Influence of Angular and Spin-dependent Terms on Variational Energies of Lithium

Improved nonrelativistic energy bounds for the low-lying states of lithium are presented using the variational method in Hylleraas coordinates [1]. For example, the nonrelativistic energies for the infinite nuclear mass case are $-7.478\,060\,323\,910\,147(1)$ a.u. for $1s^22s\;^2{\rm S}$, $-7.354\,098\,421\,444\,37(1)$ a.u. for $1s^23s\;^2{\rm S}$, $-7.318\,530\,845\,998\,91(1)$ a.u. for $1s^24s\;^2{\rm S}$, $-7.410\,156\,532\,652\,4(1)$ a.u. for $1s^22p\;^2{\rm P}$, and $-7.335\,523\,543\,524\,688(3)$ a.u. for $1s^23d\;^2{\rm D}$. These results represent the most accurate nonrelativistic energies in the literature.

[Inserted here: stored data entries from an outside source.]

//! Background polling.
//!
//! Each watched [`Query`] runs on its own tokio task: fetch, push the result
//! through the feature's [`Feed`], sleep, repeat.  Pollers of different
//! features run concurrently and only share the event sink.
//!
//! ## For contributors
//!
//! The fetch is the only await point that does real work; everything after
//! it (de-duplication, decomposition, delivery) is synchronous.  Shutdown is
//! signalled over a [`watch`] channel and honoured both while waiting and
//! while a fetch is in flight.  Dropping the sender stops pollers as well.

use std::fmt;
use std::sync::Arc;
use std::time::Duration;

use tokio::sync::watch;
use tokio::task::JoinHandle;

use crate::config::{BackoffConfig, Feature};
use crate::error::ObserveError;
use crate::feed::Feed;
use crate::query::Query;
use crate::source::TransitSource;

/// Where a poller is in its cycle.
#[derive(Debug, Clone, Copy, PartialEq, Eq)]
pub enum PollerState {
    /// Spawned, first fetch not started yet.
    Idle,
    /// Waiting for the source to answer.
    Polling,
    /// Checking the answer against the cache.
    Deciding,
    /// Delivering new entities to the sink.
    Emitting,
    /// The last fetch failed.
    Failed,
    /// Sleeping until the next poll.
    Waiting,
    /// Exited after shutdown.
    Stopped,
}

impl fmt::Display for PollerState {
    fn fmt(&self, f: &mut fmt::Formatter<'_>) -> fmt::Result {
        let s = match self {
            PollerState::Idle => "idle",
            PollerState::Polling => "polling",
            PollerState::Deciding => "deciding",
            PollerState::Emitting => "emitting",
            PollerState::Failed => "failed",
            PollerState::Waiting => "waiting",
            PollerState::Stopped => "stopped",
        };
        f.write_str(s)
    }
}

/// Drives one watched query.
pub struct Poller {
    query: Query,
    source: Arc<dyn TransitSource>,
    feed: Arc<Feed>,
    interval: Duration,
    backoff: Option<BackoffConfig>,
    state: watch::Sender<PollerState>,
    failures: u32,
}

/// Handle to a spawned [`Poller`].
#[derive(Debug)]
pub struct PollerHandle {
    query: Query,
    state: watch::Receiver<PollerState>,
    task: JoinHandle<()>,
}

impl PollerHandle {
    pub fn query(&self) -> &Query {
        &self.query
    }

    pub fn feature(&self) -> Feature {
        self.query.feature()
    }

    pub fn state(&self) -> PollerState {
        *self.state.borrow()
    }

    /// Subscribe to state changes.
    pub fn subscribe(&self) -> watch::Receiver<PollerState> {
        self.state.clone()
    }

    pub fn is_finished(&self) -> bool {
        self.task.is_finished()
    }

    /// Wait for the poller task to exit.
    pub async fn join(self) {
        if let Err(e) = self.task.await {
            tracing::error!(feature = %self.query.feature(), error = %e, "poller task panicked");
        }
    }
}

impl Poller {
    pub fn new(
        query: Query,
        source: Arc<dyn TransitSource>,
        feed: Arc<Feed>,
        interval: Duration,
        backoff: Option<BackoffConfig>,
    ) -> Self {
        let (state, _) = watch::channel(PollerState::Idle);
        Self {
            query,
            source,
            feed,
            interval,
            backoff,
            state,
            failures: 0,
        }
    }

    /// Spawn the polling loop. It runs until `shutdown` flips to `true` or
    /// its sender is dropped.
    pub fn spawn(self, shutdown: watch::Receiver<bool>) -> PollerHandle {
        let query = self.query.clone();
        let state = self.state.subscribe();
        let task = tokio::spawn(self.run(shutdown));
        PollerHandle { query, state, task }
    }

    async fn run(mut self, mut shutdown: watch::Receiver<bool>) {
        let feature = self.query.feature();
        tracing::info!(%feature, query = ?self.query, "poller started");

        while !*shutdown.borrow_and_update() {
            self.set_state(PollerState::Polling);
            let fetched = tokio::select! {
                biased;
                _ = shutdown.changed() => break,
                fetched = self.query.fetch(self.source.as_ref()) => fetched,
            };

            match fetched {
                Ok(fetched) => {
                    self.failures = 0;
                    self.set_state(PollerState::Deciding);
                    let decision = self.feed.decide(&fetched);
                    self.set_state(PollerState::Emitting);
                    let report = self.feed.emit(decision);
                    tracing::debug!(
                        %feature,
                        fetched = fetched.len(),
                        emitted = report.emitted,
                        skipped = report.skipped,
                        failed = report.failed,
                        "poll complete"
                    );
                }
                Err(source) => {
                    self.failures = self.failures.saturating_add(1);
                    self.set_state(PollerState::Failed);
                    self.feed.sink().report(ObserveError::fetch(feature, source));
                }
            }

            self.set_state(PollerState::Waiting);
            let delay = self.next_delay();
            tokio::select! {
                biased;
                _ = shutdown.changed() => break,
                _ = tokio::time::sleep(delay) => {}
            }
        }

        self.set_state(PollerState::Stopped);
        tracing::info!(%feature, "poller stopped");
    }

    fn next_delay(&self) -> Duration {
        match &self.backoff {
            Some(backoff) => backoff.delay(self.interval, self.failures),
            None => self.interval,
        }
    }

    fn set_state(&self, state: PollerState) {
        tracing::trace!(feature = %self.query.feature(), %state, "poller state");
        self.state.send_replace(state);
    }
}

// ---------------------------------------------------------------------------
// Tests
// ---------------------------------------------------------------------------

#[cfg(test)]
mod tests {
    use super::*;
    use crate::cache::DedupCache;
    use crate::identity::IdentityResolver;
    use crate::decompose::Event;
    use crate::sink::EventSink;
    use crate::testing::{departure, MockSource, RecordingSink};
    use std::sync::{Mutex, OnceLock};

    fn spawn_departures(
        source: Arc<MockSource>,
        sink: Arc<dyn EventSink>,
        backoff: Option<BackoffConfig>,
    ) -> (PollerHandle, watch::Sender<bool>) {
        let feed = Arc::new(Feed::new(
            Feature::Departures,
            DedupCache::default(),
            IdentityResolver::default(),
            sink,
        ));
        let (tx, rx) = watch::channel(false);
        let poller = Poller::new(
            Query::departures("321"),
            source,
            feed,
            Duration::from_secs(30),
            backoff,
        );
        (poller.spawn(rx), tx)
    }

    #[tokio::test(start_paused = true)]
    async fn repeated_polls_emit_each_departure_once() {
        let dep1 = departure("trip-1234", "2018-10-25T22:01:00+02:00", Some(120));
        let dep2 = departure("trip-4321", "2018-10-25T22:02:00+02:00", None);
        let source = Arc::new(MockSource::default().with_departures(vec![dep1, dep2]));
        let sink = Arc::new(RecordingSink::default());
        let (handle, shutdown) = spawn_departures(source.clone(), sink.clone(), None);

        tokio::time::sleep(Duration::from_secs(95)).await;

        assert_eq!(source.calls("departures"), 4, "polls at 0s, 30s, 60s, 90s");
        assert_eq!(sink.events().len(), 2);

        shutdown.send_replace(true);
        handle.join().await;
    }

    #[tokio::test(start_paused = true)]
    async fn fetch_failures_are_reported_and_polling_continues() {
        let dep = departure("trip-1234", "2018-10-25T22:01:00+02:00", Some(120));
        let source = Arc::new(MockSource::default().with_departures(vec![dep]));
        source.fail_next(2);
        let sink = Arc::new(RecordingSink::default());
        let (handle, shutdown) = spawn_departures(source.clone(), sink.clone(), None);

        tokio::time::sleep(Duration::from_secs(65)).await;

        assert_eq!(source.calls("departures"), 3);
        assert_eq!(sink.errors().len(), 2);
        assert_eq!(sink.events().len(), 1);

        shutdown.send_replace(true);
        handle.join().await;
    }

    #[tokio::test(start_paused = true)]
    async fn backoff_stretches_the_wait_after_failures() {
        let source = Arc::new(MockSource::default());
        source.fail_next(3);
        let sink = Arc::new(RecordingSink::default());
        let backoff = BackoffConfig { max: Duration::from_secs(300) };
        let (handle, shutdown) = spawn_departures(source.clone(), sink.clone(), Some(backoff));

        // Polls at 0s, 60s (after 1 failure), 180s (after 2 failures).
        tokio::time::sleep(Duration::from_secs(179)).await;
        assert_eq!(source.calls("departures"), 2);
        tokio::time::sleep(Duration::from_secs(2)).await;
        assert_eq!(source.calls("departures"), 3);

        shutdown.send_replace(true);
        handle.join().await;
    }

    /// Records the poller's published state at every delivery.
    #[derive(Default)]
    struct StateAtDelivery {
        state: OnceLock<watch::Receiver<PollerState>>,
        seen: Mutex<Vec<PollerState>>,
    }

    impl EventSink for StateAtDelivery {
        fn emit(&self, _: Event) -> anyhow::Result<()> {
            if let Some(state) = self.state.get() {
                self.seen.lock().unwrap().push(*state.borrow());
            }
            Ok(())
        }
    }

    #[tokio::test(start_paused = true)]
    async fn state_is_emitting_while_events_are_delivered() {
        let dep = departure("trip-1234", "2018-10-25T22:01:00+02:00", Some(120));
        let source = Arc::new(MockSource::default().with_departures(vec![dep]));
        let sink = Arc::new(StateAtDelivery::default());
        let (handle, shutdown) = spawn_departures(source, sink.clone(), None);
        sink.state.set(handle.subscribe()).unwrap();

        tokio::time::sleep(Duration::from_secs(1)).await;

        assert_eq!(*sink.seen.lock().unwrap(), vec![PollerState::Emitting]);
        assert_eq!(handle.state(), PollerState::Waiting);

        shutdown.send_replace(true);
        handle.join().await;
    }

    #[tokio::test(start_paused = true)]
    async fn shutdown_stops_a_waiting_poller() {
        let source = Arc::new(MockSource::default());
        let sink = Arc::new(RecordingSink::default());
        let (handle, shutdown) = spawn_departures(source.clone(), sink, None);

        tokio::time::sleep(Duration::from_secs(1)).await;
        assert_eq!(handle.state(), PollerState::Waiting);

        shutdown.send_replace(true);
        let mut state = handle.subscribe();
        handle.join().await;
        assert_eq!(*state.borrow_and_update(), PollerState::Stopped);
        assert_eq!(source.calls("departures"), 1);
    }

    #[tokio::test(start_paused = true)]
    async fn dropping_the_shutdown_sender_stops_the_poller() {
        let source = Arc::new(MockSource::default());
        let sink = Arc::new(RecordingSink::default());
        let (handle, shutdown) = spawn_departures(source, sink, None);

        tokio::time::sleep(Duration::from_secs(1)).await;
        drop(shutdown);
        handle.join().await;
    }

    #[tokio::test(start_paused = true)]
    async fn shutdown_abandons_a_hanging_fetch() {
        let source = Arc::new(MockSource::default());
        source.hang(true);
        let sink = Arc::new(RecordingSink::default());
        let (handle, shutdown) = spawn_departures(source.clone(), sink.clone(), None);

        tokio::time::sleep(Duration::from_secs(1)).await;
        assert_eq!(handle.state(), PollerState::Polling);

        shutdown.send_replace(true);
        handle.join().await;
        assert!(sink.events().is_empty());
    }
}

The completeness of the angular momentum and spin configurations is investigated and examples presented for the 2P and 3D states to demonstrate the effect of different coupling schemes. In particular, the so-called second spin function (i.e.\ coupled to form an intermediate triplet state) is shown to have no effect on the final converged results, even for the expectation values of spin-dependent operators. This resolves a long-standing controversy concerning the completeness of the spin-coupling terms.\\ \mbox{}[1] L.M. Wang, Z.-C. Yan, H.X. Qiao, and G.W.F. Drake, Phys.\ Rev.\ A {\bf 85}, 052513 (2012).